Exercise objective: Going line by line through the data below, how many lines contain the word "Returns"? Give only the number.

(Beginning of Data)

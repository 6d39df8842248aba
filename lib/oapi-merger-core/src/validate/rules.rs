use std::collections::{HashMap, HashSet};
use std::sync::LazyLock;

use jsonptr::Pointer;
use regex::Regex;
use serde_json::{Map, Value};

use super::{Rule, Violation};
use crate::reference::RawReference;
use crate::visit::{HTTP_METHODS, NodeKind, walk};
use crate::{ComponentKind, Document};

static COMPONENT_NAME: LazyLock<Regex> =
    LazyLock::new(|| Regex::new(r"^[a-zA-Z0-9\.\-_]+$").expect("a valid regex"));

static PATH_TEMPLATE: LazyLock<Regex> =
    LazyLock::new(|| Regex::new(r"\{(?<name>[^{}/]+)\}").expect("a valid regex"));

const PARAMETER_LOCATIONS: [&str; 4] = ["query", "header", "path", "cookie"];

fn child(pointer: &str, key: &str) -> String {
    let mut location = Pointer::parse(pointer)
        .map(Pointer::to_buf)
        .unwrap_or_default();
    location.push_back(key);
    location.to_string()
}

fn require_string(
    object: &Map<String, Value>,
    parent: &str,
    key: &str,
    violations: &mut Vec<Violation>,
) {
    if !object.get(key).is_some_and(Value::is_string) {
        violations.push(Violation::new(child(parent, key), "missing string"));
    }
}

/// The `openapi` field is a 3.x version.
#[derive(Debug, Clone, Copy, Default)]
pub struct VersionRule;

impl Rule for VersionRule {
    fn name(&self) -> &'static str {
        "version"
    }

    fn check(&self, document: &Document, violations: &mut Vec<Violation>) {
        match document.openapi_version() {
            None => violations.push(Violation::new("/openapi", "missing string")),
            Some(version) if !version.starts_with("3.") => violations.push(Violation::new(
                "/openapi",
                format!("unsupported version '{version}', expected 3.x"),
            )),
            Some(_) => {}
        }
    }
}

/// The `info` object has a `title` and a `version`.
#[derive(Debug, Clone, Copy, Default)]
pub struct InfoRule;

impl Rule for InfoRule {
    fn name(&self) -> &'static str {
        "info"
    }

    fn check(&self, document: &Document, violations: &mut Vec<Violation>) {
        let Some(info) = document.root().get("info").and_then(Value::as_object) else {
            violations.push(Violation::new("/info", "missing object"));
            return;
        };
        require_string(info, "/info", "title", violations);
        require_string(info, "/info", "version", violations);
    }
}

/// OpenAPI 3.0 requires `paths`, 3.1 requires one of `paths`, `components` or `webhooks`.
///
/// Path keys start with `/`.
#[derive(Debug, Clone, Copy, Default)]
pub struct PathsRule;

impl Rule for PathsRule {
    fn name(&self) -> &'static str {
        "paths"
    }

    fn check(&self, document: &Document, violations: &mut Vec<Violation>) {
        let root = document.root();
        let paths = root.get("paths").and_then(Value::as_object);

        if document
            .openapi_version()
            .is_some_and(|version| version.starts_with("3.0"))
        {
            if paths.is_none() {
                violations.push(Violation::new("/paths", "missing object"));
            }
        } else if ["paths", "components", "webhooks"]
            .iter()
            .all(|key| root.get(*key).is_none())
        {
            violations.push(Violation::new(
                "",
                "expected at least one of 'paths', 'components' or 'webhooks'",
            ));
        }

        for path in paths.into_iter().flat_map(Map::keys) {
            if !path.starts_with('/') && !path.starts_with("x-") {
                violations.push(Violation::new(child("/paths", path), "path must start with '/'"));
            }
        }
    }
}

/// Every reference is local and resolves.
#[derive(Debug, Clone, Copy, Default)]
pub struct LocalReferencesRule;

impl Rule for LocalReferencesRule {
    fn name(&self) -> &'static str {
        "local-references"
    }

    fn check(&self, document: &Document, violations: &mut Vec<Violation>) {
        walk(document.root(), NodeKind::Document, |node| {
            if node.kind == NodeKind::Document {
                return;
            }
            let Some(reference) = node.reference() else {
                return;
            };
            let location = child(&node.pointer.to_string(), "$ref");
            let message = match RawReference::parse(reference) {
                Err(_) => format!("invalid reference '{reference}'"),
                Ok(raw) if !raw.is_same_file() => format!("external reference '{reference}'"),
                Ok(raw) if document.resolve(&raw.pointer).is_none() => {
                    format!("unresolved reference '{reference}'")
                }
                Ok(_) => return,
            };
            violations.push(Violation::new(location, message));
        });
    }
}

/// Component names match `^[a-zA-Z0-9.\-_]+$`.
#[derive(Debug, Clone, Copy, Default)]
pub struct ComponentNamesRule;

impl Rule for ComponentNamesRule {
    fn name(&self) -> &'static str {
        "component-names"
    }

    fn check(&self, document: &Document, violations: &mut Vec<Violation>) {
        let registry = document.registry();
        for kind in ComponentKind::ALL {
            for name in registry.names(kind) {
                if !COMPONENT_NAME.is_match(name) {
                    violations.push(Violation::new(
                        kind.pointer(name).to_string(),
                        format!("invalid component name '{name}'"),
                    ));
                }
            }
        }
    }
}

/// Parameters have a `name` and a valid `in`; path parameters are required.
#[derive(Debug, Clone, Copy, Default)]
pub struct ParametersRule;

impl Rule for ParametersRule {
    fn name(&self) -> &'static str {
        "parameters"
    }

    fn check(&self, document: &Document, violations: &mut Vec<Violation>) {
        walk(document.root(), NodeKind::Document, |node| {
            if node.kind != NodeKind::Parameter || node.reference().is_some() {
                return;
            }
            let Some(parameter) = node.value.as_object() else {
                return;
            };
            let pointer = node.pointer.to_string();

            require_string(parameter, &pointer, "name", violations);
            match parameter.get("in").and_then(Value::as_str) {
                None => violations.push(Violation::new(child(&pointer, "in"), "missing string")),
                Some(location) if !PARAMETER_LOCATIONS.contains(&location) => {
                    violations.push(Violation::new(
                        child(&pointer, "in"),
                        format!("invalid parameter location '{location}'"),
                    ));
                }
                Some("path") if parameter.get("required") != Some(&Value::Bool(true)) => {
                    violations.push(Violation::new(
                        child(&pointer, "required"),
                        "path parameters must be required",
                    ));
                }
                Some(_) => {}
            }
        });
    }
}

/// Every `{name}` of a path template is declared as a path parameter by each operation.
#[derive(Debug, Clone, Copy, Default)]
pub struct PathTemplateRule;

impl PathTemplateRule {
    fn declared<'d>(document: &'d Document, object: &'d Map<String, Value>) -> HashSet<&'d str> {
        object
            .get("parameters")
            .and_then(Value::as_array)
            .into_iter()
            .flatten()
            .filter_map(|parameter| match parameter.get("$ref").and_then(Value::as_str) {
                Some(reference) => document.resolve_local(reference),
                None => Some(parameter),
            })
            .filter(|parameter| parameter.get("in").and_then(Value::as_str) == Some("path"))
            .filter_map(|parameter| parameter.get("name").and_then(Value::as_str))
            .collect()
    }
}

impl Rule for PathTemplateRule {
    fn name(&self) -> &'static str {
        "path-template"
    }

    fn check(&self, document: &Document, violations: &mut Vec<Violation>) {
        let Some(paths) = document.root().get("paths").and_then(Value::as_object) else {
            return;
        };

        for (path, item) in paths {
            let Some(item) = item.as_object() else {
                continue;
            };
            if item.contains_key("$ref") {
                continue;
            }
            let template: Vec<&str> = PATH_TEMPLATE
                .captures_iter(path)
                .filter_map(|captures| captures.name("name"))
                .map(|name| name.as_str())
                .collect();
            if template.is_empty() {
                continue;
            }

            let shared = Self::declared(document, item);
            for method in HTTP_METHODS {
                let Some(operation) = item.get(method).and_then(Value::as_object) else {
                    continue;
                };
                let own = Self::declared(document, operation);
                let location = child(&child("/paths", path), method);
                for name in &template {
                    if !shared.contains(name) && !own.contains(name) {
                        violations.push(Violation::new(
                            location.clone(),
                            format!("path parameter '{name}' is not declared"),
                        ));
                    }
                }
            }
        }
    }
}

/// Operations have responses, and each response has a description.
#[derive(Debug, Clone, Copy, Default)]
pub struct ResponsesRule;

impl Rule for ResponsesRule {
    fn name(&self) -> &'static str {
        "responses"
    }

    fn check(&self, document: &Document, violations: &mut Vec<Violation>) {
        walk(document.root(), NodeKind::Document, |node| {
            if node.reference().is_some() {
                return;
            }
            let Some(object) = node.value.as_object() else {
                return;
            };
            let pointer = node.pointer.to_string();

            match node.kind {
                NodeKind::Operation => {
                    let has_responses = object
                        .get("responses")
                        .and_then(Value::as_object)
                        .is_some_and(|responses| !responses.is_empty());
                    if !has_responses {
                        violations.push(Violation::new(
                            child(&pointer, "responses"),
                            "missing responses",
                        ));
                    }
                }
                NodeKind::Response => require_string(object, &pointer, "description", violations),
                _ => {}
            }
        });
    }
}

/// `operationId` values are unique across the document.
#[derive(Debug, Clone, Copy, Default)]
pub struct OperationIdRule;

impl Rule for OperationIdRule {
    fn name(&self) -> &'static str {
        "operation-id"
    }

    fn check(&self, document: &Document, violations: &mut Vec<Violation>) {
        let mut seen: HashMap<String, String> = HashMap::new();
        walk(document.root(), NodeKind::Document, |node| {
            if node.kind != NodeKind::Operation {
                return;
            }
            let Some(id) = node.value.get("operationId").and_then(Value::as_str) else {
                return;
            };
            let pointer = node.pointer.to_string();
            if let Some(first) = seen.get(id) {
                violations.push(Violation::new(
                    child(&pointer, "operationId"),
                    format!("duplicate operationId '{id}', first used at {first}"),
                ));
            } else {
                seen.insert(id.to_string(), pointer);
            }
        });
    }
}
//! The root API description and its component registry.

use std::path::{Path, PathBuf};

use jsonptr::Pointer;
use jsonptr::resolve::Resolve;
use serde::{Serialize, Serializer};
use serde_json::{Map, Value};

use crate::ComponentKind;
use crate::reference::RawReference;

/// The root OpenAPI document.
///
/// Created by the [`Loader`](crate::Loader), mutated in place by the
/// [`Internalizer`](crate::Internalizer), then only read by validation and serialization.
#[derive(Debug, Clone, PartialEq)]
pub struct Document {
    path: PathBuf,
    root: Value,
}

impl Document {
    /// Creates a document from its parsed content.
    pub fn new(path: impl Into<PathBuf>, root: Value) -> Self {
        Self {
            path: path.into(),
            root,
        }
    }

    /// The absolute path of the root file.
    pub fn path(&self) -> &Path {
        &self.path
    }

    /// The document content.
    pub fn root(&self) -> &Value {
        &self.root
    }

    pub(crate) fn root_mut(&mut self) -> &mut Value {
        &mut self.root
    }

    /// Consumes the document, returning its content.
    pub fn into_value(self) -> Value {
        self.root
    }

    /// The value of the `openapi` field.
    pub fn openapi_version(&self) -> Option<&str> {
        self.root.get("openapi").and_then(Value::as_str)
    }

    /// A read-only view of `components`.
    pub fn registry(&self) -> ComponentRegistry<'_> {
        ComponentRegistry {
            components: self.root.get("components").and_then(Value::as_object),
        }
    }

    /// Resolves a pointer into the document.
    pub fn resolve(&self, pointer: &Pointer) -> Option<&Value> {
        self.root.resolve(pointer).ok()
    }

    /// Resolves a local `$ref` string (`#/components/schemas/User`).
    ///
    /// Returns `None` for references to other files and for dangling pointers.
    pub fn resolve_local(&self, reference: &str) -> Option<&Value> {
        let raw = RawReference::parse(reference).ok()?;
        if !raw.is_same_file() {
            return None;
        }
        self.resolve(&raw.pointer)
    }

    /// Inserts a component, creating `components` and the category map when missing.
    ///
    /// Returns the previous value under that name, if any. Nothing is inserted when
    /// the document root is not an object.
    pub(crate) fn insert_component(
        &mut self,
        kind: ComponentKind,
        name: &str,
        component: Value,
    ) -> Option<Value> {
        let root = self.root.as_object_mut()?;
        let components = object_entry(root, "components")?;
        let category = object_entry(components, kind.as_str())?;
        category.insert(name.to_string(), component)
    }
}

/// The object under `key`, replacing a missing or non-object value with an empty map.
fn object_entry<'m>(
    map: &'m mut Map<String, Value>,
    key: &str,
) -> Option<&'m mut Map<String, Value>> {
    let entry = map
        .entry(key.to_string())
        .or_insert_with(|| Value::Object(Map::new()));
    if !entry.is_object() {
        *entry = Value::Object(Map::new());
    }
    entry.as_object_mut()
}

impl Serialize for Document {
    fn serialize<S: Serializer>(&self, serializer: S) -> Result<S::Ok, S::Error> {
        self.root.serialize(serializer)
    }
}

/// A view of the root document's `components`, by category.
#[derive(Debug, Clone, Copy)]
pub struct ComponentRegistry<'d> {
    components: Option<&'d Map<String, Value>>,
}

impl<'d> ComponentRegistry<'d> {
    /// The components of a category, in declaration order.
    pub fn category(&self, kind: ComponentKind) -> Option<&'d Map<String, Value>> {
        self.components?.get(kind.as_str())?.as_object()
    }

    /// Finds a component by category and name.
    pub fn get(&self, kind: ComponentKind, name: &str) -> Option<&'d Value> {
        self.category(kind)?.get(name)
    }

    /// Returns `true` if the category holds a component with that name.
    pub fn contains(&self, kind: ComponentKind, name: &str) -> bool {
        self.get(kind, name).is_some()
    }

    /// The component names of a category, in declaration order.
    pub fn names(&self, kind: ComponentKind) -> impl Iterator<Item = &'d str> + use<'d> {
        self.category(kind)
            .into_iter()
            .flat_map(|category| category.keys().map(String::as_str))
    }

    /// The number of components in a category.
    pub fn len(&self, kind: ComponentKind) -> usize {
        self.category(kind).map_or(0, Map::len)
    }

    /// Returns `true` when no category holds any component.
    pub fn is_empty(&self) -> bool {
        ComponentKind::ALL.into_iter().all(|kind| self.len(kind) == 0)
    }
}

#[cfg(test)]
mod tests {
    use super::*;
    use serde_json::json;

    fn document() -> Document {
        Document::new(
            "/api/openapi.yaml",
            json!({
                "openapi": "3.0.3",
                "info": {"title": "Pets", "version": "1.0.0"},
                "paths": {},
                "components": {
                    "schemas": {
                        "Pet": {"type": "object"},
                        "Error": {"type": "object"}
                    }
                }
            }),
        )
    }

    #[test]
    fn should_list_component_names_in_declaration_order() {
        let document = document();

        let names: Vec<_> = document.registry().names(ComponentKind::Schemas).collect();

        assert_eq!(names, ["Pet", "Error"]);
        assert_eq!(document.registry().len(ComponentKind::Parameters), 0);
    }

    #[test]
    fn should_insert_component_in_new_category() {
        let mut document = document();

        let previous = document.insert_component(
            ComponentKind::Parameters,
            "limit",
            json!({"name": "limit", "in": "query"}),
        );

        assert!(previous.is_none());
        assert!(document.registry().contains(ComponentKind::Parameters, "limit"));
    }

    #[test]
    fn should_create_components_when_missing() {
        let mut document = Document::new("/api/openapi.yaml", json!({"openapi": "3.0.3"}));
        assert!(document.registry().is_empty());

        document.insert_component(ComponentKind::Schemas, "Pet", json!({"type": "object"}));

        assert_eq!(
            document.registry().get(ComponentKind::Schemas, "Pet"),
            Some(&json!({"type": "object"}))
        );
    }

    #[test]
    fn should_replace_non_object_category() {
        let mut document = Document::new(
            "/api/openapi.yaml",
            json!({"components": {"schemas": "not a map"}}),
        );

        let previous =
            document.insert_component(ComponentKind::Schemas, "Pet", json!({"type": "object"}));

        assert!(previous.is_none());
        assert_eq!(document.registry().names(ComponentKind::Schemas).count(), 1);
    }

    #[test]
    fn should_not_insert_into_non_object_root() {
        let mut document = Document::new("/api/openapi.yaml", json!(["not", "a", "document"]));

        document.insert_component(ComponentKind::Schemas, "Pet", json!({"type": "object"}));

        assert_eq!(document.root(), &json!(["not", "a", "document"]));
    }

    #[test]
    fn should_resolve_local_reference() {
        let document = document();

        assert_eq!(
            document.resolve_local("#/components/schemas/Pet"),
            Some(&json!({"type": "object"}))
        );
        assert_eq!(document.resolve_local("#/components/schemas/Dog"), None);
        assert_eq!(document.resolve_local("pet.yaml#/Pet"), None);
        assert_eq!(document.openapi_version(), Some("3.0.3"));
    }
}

(End of Data)

Exercise output: 4